Cogió un microscopio e insertó una pipeta en uno de los tubos. El calibrado instrumento vertió la cantidad marcada de fluido por un fino anillo circular, directamente sobre una plaquilla de vidrio.

Desde el principio, Vergil había sabido que sus intuiciones no eran vagas ni inútiles. Sus primeros tres meses en Genetron, cuando ayudaba a establecer la proteína de silicona corno primer paso para el proyecto biochip, le habían convencido de que los diseñadores de éste habían dejado de lado algo muy obvio y extremadamente interesante.

¿Por qué autolimitarse a la silicona y a la proteína y a biochips de una centésima de milímetro, cuando casi en cada célula viviente había ya funcionando un computador con una enorme memoria? Una célula de mamífero tenía un complemento de ADN de varios billones de pares de bases, cada uno de los cuales actuaba como una pieza de información. ¿Qué era la reproducción, después de todo, sino un proceso biológico computerizado de enorme complejidad y fiabilidad?

En Genetron todavía no se habían dado cuenta, y Vergil había decidido hacía tiempo que prefería que no lo hicieran. El cumpliría con su trabajo creando billones de computadores celulares capaces, y luego dejaría Genetron y establecería su propio laboratorio, su propia compañía.

Tras un año y medio de preparación y estudio, había empezado a trabajar por las noches en la máquina de genes.
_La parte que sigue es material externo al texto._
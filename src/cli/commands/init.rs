use std::{fs, path::Path};

use anyhow::{Context, Result};

use super::{CommandResult, CommandSummary, InitReport, helper::finish};
use crate::config::{CONFIG_FILE_NAME, default_config_json};

pub fn init() -> Result<CommandResult> {
    let config_path = Path::new(CONFIG_FILE_NAME);

    if config_path.exists() {
        return Ok(finish(
            CommandSummary::Init(InitReport { created: false }),
            1,
            true,
        ));
    }

    fs::write(config_path, default_config_json()?)
        .with_context(|| format!("Failed to write {}", CONFIG_FILE_NAME))?;

    Ok(finish(
        CommandSummary::Init(InitReport { created: true }),
        0,
        true,
    ))
}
Utilizando un teclado de computador, construyó cadenas de bases para formar codones, cada uno de los cuales se convertía en fundamento de una tosca secuencia ADN-ARN-proteína.

Había insertado las primeras cadenas biológicas en los cultivos de bacterias Ecoli como plásmidos circulares. Las E-coli habían absorbido los plásmidos y los habían incorporado en su ADN original. Las bacterias se habían luego duplicado y liberado los plásmidos, contagiando el proceso a otras células. En la fase más crucial de su trabajo, Vergil había utilizado transcriptasa reversa vírica para fijar el circuito de retroalimentación entre el ARN y el ADN. Hasta la bacteria más primitiva y más rudimentariamente equipada había empleado ribosomas como «codificadores» y «lectores», y ARN como «impresor». Con la curva de unión en su lugar, las células desarrollaban su propia memoria y la capacidad de procesar y actuar sobre la información ambiental.

La verdadera sorpresa vino cuando examinó sus microbios alterados. La capacidad de registro de un simple fragmento del ADN bacteriano era enorme, comparada con la de la electrónica artificial. Lo único que Vergil tenía que hacer era aprovechar lo que ya estaba allí, simplemente darle un empujoncito, como quien dice.

Más de una vez tuvo la desagradable sensación de que su trabajo era demasiado fácil, de que él era más un criado que un creador… Esto después de haber comprobado cómo las moléculas encajaban en el sitio adecuado o de tal manera que él podía constatar claramente sus propios errores, y de ser así cómo corregirlos.